More charges filed against TJMax hackers
It appears that yesterday more charges were filed against the TJ Max hacker Albert “Segvec” Gonzalez. These new charges stem from electronic break-ins to the Heartland Payment Systems credit card processing center as well as Hannaford Brothers, 7-Eleven as well as two additional un-named victims.
Gonzalez, who is a former US Secret Service informant, is already in custody on charges related to the TJ Max break in. Also charged as two unnamed Russian persons who are suspected of being Gonzalez’s partners in the operation.
Based on information released these attacks do not appear to be the standard “script kiddy attacks” that we as sysadmins are used to dealing with. These attacks were well thought out and well executed, granting the attackers access to corporate and production networks for months in some cases.
The software, which was custom written for these attacks when tested against a variety of anti-virus and anti-spyware software before the attack was launched. Additionally it was written to delete all trace of itself in order to avoid detection.
The truly pathetic thing about this is that according to the documents, the attacks all started via SQL Injection attacks. Which means that they could have been avoided if basic security protocols and procedures were being followed on the websites in question. These basic security protocols include:
- No dynamic SQL either in stored procedures or from the websites directly.
- If dynamic SQL must be used in stored procedures, use as few actual values from the Website as possible. (For example if sorting a result set which must be done through dynamic SQL don’t pass in the column name from the website, pass in an ID which means nothing except that the stored procedures knows that 1 = Column2, 2 = Column4, etc.

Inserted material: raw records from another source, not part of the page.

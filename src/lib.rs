//! # basevec - Offset-Base Arrays
//!
//! basevec provides [`OffsetVec`], a contiguous, growable array whose valid
//! indices start at a configurable base `L` (commonly 0 or 1) instead of a
//! hard-coded 0:
//!
//! - **Zero per-access translation**: the base is folded into a biased
//!   origin pointer once per allocation event, `get(i)` reads `biased + i`
//! - **Checked and unchecked access**: `get`/`set` report
//!   [`ArrayError::IndexOutOfRange`], `get_unchecked`/`set_unchecked` skip
//!   the test for proven-valid hot paths
//! - **Runtime or compile-time base**: [`RuntimeBase`] or [`ConstBase`]
//! - **Optional memory budget**: hard byte limits through [`MemoryBudget`]
//!
//! ## Quick Start
//!
//! ```ignore
//! use basevec::OffsetVec;
//!
//! let mut v = OffsetVec::<u32>::create(1, 1000)?;
//! v.set(1, 42)?;
//! for _ in 0..500 {
//!     v.push(7)?;
//! }
//! assert_eq!(*v.get(1)?, 42);
//! assert!(v.get(0).is_err());
//! assert!(v.get(1501).is_err());
//! ```
//!
//! ## Cost Model
//!
//! | Operation               | Cost                | Bias recomputed |
//! |-------------------------|---------------------|-----------------|
//! | `get` / `set`           | O(1), one compare   | no              |
//! | `get_unchecked`         | O(1), no compare    | no              |
//! | `push`                  | amortized O(1)      | on growth       |
//! | growth                  | O(n) relocation     | yes             |
//! | `shrink_to_fit`         | O(n) relocation     | yes             |
//!
//! Growth relocates the elements exactly as a 0-based `Vec` would, so a
//! non-zero base adds no asymptotic cost anywhere.
//!
//! ## Fallible Operations
//!
//! Everything that may allocate returns `Result<_, ArrayError>`, and a
//! failed call leaves the elements and indices untouched. The standard
//! traits cannot report errors, so two of them panic instead:
//!
//! | Panicking            | Fallible form             |
//! |----------------------|---------------------------|
//! | `v.clone()`          | `v.try_clone()?`          |
//! | `v[i]`, `v[i] = x`   | `v.get(i)?`, `v.set(i, x)?` |
//!
//! Vectors attached to a [`MemoryBudget`] should use the fallible forms,
//! since a budget refusal is an expected outcome there.
//!
//! ## Module Overview
//!
//! - [`array`]: `OffsetVec`, index bases, growth policy, shared handle
//! - [`memory`]: memory budget accounting
//! - [`config`]: centralized constants

pub mod array;
pub mod config;
pub mod memory;

pub use array::{
    AllocationError, ArrayError, ConstBase, GrowthPolicy, IndexBase, OffsetVec, OffsetVecBuilder,
    OneBased, RuntimeBase, SharedOffsetVec, ZeroBased,
};
pub use memory::{BudgetStats, MemoryBudget, MemoryError};
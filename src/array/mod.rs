//! # Offset-Base Arrays
//!
//! This module provides [`OffsetVec`], a growable contiguous array whose
//! first index is a configurable base rather than a hard-coded 0.
//!
//! ## Architecture
//!
//! ```text
//! ┌──────────────────────────────────────────────┐
//! │  SharedOffsetVec   (Arc<RwLock<OffsetVec>>)   │
//! ├──────────────────────────────────────────────┤
//! │  OffsetVec<T, B: IndexBase>                   │
//! │    biased origin, len, growth policy          │
//! │    checked / unchecked indexed access         │
//! ├───────────────────────┬──────────────────────┤
//! │  IndexBase            │  GrowthPolicy        │
//! │  RuntimeBase, ConstBase│  factor, min cap    │
//! ├───────────────────────┴──────────────────────┤
//! │  RawStorage<T>  (alloc / realloc / dealloc)   │
//! ├──────────────────────────────────────────────┤
//! │  MemoryBudget   (optional byte accounting)    │
//! └──────────────────────────────────────────────┘
//! ```
//!
//! ## Key Property
//!
//! Translating a caller index into a slot costs nothing per access beyond
//! what a 0-based array pays: the base is folded into the stored origin
//! whenever the backing block changes, and `get(i)` addresses `biased + i`.
//!
//! ## Module Overview
//!
//! - `offset_vec`: the container and its trait impls
//! - `base`: runtime and compile-time index bases
//! - `growth`: capacity policy for pushes into a full block
//! - `raw`: ownership of the backing block, budget charging
//! - `builder`: fluent configuration
//! - `shared`: reader/writer-locked handle for multi-threaded use
//! - `error`: `ArrayError` and `AllocationError`

mod base;
mod builder;
mod error;
mod growth;
mod offset_vec;
mod raw;
mod shared;

pub use base::{ConstBase, IndexBase, OneBased, RuntimeBase, ZeroBased};
pub use builder::OffsetVecBuilder;
pub use error::{AllocationError, ArrayError};
pub use growth::GrowthPolicy;
pub use offset_vec::{Indexed, IndexedMut, Iter, IterMut, OffsetVec};
pub use shared::SharedOffsetVec;
//! # Raw Storage
//!
//! `RawStorage<T>` owns one contiguous block of uninitialized slots for `T`.
//! It knows nothing about which slots are live or about index bases: it only
//! allocates, resizes and releases the block, and charges the attached
//! [`MemoryBudget`] for every byte it holds.
//!
//! ## Allocation Events
//!
//! ```text
//! with_capacity(n)     alloc(Layout::array::<T>(n))
//! resize(n), n > cap   budget.allocate(delta) -> realloc  (refund on failure)
//! resize(n), n < cap   realloc -> budget.release(delta)
//! resize(0)            dealloc -> budget.release(all)
//! drop                 dealloc -> budget.release(all)
//! ```
//!
//! Every event may move the block, so the owner must re-derive anything
//! computed from [`RawStorage::origin`] after calling a mutating method.
//!
//! ## Zero-Sized Types
//!
//! Blocks for zero-sized `T` are never allocated. The origin is a dangling,
//! well-aligned pointer and the capacity is reported as `usize::MAX`.

use std::alloc::{self, Layout};
use std::marker::PhantomData;
use std::mem::{self, ManuallyDrop};
use std::ptr::NonNull;
use std::sync::Arc;

use super::error::AllocationError;
use crate::config::MAX_ALLOC_BYTES;
use crate::memory::MemoryBudget;

#[derive(Debug)]
pub(crate) struct RawStorage<T> {
    origin: NonNull<T>,
    capacity: usize,
    budget: Option<Arc<MemoryBudget>>,
    _owns: PhantomData<T>,
}

// SAFETY: RawStorage exclusively owns its block; sending or sharing it is as
// safe as sending or sharing the `T` values stored in it.
unsafe impl<T: Send> Send for RawStorage<T> {}
unsafe impl<T: Sync> Sync for RawStorage<T> {}

impl<T> RawStorage<T> {
    const IS_ZST: bool = mem::size_of::<T>() == 0;

    pub(crate) fn new(budget: Option<Arc<MemoryBudget>>) -> Self {
        Self {
            origin: NonNull::dangling(),
            capacity: if Self::IS_ZST { usize::MAX } else { 0 },
            budget,
            _owns: PhantomData,
        }
    }

    pub(crate) fn with_capacity(
        capacity: usize,
        budget: Option<Arc<MemoryBudget>>,
    ) -> Result<Self, AllocationError> {
        let mut raw = Self::new(budget);
        raw.resize(capacity)?;
        Ok(raw)
    }

    /// Adopts the block of a `Vec` that has been taken apart.
    ///
    /// # Safety
    ///
    /// `origin` and `capacity` must come from a `Vec<T>` that will not be
    /// used or dropped again.
    pub(crate) unsafe fn from_vec_parts(origin: NonNull<T>, capacity: usize) -> Self {
        Self {
            origin,
            capacity: if Self::IS_ZST { usize::MAX } else { capacity },
            budget: None,
            _owns: PhantomData,
        }
    }

    #[inline(always)]
    pub(crate) fn origin(&self) -> *mut T {
        self.origin.as_ptr()
    }

    #[inline(always)]
    pub(crate) fn capacity(&self) -> usize {
        self.capacity
    }

    pub(crate) fn budget(&self) -> Option<&Arc<MemoryBudget>> {
        self.budget.as_ref()
    }

    /// Bytes currently held by the block.
    pub(crate) fn allocated_bytes(&self) -> usize {
        if Self::IS_ZST {
            0
        } else {
            self.capacity * mem::size_of::<T>()
        }
    }

    fn layout_for(capacity: usize) -> Result<Layout, AllocationError> {
        match Layout::array::<T>(capacity) {
            Ok(layout) if layout.size() <= MAX_ALLOC_BYTES => Ok(layout),
            _ => Err(AllocationError::CapacityOverflow {
                requested: capacity,
            }),
        }
    }

    /// Moves the block to one with exactly `new_capacity` slots.
    ///
    /// The first `min(capacity, new_capacity)` slots keep their bytes. On
    /// error the block, capacity and budget charge are unchanged.
    pub(crate) fn resize(&mut self, new_capacity: usize) -> Result<(), AllocationError> {
        if Self::IS_ZST || new_capacity == self.capacity {
            return Ok(());
        }
        if new_capacity == 0 {
            self.release();
            return Ok(());
        }

        let new_layout = Self::layout_for(new_capacity)?;
        let old_bytes = self.allocated_bytes();
        let new_bytes = new_layout.size();

        if new_bytes > old_bytes {
            if let Some(budget) = &self.budget {
                budget.allocate(new_bytes - old_bytes)?;
            }
        }

        let ptr = if self.capacity == 0 {
            // SAFETY: new_layout has a non-zero size (T is not zero-sized and
            // new_capacity > 0).
            unsafe { alloc::alloc(new_layout) }
        } else {
            // SAFETY: the block was allocated with this exact layout by a
            // previous resize (or by Vec, which uses Layout::array as well),
            // and new_bytes is non-zero and no larger than isize::MAX.
            unsafe {
                let old_layout =
                    Layout::from_size_align_unchecked(old_bytes, mem::align_of::<T>());
                alloc::realloc(self.origin.as_ptr().cast::<u8>(), old_layout, new_bytes)
            }
        };

        let Some(origin) = NonNull::new(ptr.cast::<T>()) else {
            if new_bytes > old_bytes {
                if let Some(budget) = &self.budget {
                    budget.release(new_bytes - old_bytes);
                }
            }
            return Err(AllocationError::AllocatorFailure { bytes: new_bytes });
        };

        if new_bytes < old_bytes {
            if let Some(budget) = &self.budget {
                budget.release(old_bytes - new_bytes);
            }
        }

        self.origin = origin;
        self.capacity = new_capacity;
        Ok(())
    }

    /// Frees the block and returns to the unallocated state.
    pub(crate) fn release(&mut self) {
        if Self::IS_ZST || self.capacity == 0 {
            return;
        }

        let bytes = self.allocated_bytes();
        // SAFETY: capacity > 0 means the block was allocated with this layout.
        unsafe {
            let layout = Layout::from_size_align_unchecked(bytes, mem::align_of::<T>());
            alloc::dealloc(self.origin.as_ptr().cast::<u8>(), layout);
        }
        if let Some(budget) = &self.budget {
            budget.release(bytes);
        }

        self.origin = NonNull::dangling();
        self.capacity = 0;
    }

    /// Gives up ownership of the block without freeing it.
    ///
    /// The budget is credited, since the bytes leave its accounting.
    pub(crate) fn into_raw_parts(self) -> (NonNull<T>, usize) {
        let me = ManuallyDrop::new(self);
        if let Some(budget) = &me.budget {
            budget.release(me.allocated_bytes());
        }
        // SAFETY: `me` is never dropped, so the Arc is moved out exactly once.
        let budget = unsafe { std::ptr::read(&me.budget) };
        drop(budget);
        (me.origin, me.capacity)
    }
}

impl<T> Drop for RawStorage<T> {
    fn drop(&mut self) {
        self.release();
    }
}
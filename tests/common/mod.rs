//! Shared helpers for integration tests.

#![allow(dead_code)]

use std::sync::atomic::{AtomicUsize, Ordering};
use std::sync::Arc;

/// Routes `log` output through the test harness. Run with
/// `RUST_LOG=basevec=trace` to see allocation events.
pub fn init_logging() {
    let _ = env_logger::builder().is_test(true).try_init();
}

/// Element that counts how many times it has been dropped.
#[derive(Debug)]
pub struct Tracked {
    pub value: u64,
    drops: Arc<AtomicUsize>,
}

impl Tracked {
    pub fn new(value: u64, drops: &Arc<AtomicUsize>) -> Self {
        Self {
            value,
            drops: Arc::clone(drops),
        }
    }
}

impl Clone for Tracked {
    fn clone(&self) -> Self {
        Self::new(self.value, &self.drops)
    }
}

impl Drop for Tracked {
    fn drop(&mut self) {
        self.drops.fetch_add(1, Ordering::SeqCst);
    }
}

/// Deterministic xorshift sequence for index workloads.
pub fn xorshift_indices(seed: u64, count: usize, first: isize, len: usize) -> Vec<isize> {
    let mut state = seed.max(1);
    (0..count)
        .map(|_| {
            state ^= state << 13;
            state ^= state >> 7;
            state ^= state << 17;
            first + (state % len as u64) as isize
        })
        .collect()
}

- Clean the data before you pass it to the database. This is where the website developers and the DBAs really need to get along. The database can’t secure it self, the Website has to check each value that is being passed in and ensure that the values won’t harm the database in any way.
- Disable xp_cmdshell as well as anything else that you aren’t using (oh yeah and don’t use xp_cmdshell on SQL Servers that websites have access to).
- Don’t allow the account that the website uses to do anything more than it needs. This means not using ANY fixed server or fixed database roles. Just the minimum rights that are possible, in a perfect world this means execute rights to stored procedures only.
If these basic rules had been followed then the hackers probably wouldn’t have been able to get into the system and we wouldn’t have had these problems to begin with.
It also would have helped if these companies were actually following the PCI rules which they are required to follow but apparently weren’t. If they were then this wouldn’t have been an issue either as they wouldn’t have been storing anything, and everything in flight would have been encrypted and basically worthless.